[Stored entries]
********************

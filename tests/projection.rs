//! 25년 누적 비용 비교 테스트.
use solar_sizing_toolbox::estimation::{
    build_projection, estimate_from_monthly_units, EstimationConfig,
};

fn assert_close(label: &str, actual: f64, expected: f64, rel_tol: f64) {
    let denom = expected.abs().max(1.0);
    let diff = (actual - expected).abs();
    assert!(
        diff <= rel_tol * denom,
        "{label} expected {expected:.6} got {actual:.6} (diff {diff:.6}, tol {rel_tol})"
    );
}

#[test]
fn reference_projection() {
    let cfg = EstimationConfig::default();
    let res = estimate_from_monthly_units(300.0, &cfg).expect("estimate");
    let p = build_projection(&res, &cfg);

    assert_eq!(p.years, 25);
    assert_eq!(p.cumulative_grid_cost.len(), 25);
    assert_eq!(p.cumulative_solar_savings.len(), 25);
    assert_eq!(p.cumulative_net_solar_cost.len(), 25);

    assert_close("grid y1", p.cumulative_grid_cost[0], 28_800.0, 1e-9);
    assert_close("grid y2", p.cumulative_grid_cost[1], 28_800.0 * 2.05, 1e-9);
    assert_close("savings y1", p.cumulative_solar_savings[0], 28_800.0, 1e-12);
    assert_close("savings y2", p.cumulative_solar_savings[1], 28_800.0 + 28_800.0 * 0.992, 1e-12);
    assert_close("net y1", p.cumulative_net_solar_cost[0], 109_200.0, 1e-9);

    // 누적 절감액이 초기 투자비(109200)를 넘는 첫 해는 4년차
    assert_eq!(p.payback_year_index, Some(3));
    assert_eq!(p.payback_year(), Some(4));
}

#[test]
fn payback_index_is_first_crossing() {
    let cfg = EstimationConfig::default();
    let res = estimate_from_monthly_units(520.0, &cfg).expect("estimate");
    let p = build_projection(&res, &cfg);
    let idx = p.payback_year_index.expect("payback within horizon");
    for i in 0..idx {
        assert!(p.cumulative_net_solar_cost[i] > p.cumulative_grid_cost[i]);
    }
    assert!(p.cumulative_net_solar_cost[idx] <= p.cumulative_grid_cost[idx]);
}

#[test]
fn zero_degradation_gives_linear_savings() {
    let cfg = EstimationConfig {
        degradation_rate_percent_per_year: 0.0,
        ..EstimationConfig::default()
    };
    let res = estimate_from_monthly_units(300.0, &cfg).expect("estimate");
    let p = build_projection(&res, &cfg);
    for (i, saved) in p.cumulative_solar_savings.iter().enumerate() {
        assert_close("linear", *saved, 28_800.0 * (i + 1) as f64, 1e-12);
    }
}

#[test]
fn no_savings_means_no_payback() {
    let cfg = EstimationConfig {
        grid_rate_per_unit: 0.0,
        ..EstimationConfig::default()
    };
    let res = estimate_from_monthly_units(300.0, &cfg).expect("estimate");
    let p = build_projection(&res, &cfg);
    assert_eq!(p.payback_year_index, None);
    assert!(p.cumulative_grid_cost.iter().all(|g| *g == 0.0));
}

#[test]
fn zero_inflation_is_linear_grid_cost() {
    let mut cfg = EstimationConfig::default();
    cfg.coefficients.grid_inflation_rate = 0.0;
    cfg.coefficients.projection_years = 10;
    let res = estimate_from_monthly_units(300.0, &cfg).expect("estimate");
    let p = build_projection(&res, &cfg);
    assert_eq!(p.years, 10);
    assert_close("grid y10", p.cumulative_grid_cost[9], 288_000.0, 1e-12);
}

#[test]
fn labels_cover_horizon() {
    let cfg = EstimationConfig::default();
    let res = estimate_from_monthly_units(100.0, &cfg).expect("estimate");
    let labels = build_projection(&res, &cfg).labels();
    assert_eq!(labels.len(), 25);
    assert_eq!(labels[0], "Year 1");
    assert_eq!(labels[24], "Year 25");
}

********************

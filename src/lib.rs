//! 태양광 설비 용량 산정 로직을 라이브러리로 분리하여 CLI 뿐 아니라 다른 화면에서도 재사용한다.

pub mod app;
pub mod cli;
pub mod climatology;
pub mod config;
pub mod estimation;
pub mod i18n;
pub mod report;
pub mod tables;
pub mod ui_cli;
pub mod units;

********************

• **Requirement**: Using the entries above, return each line in which the word "Some" occurs.

• **Your response**:
    assert_eq!(p.payback_year_index, Some(3));
    assert_eq!(p.payback_year(), Some(4));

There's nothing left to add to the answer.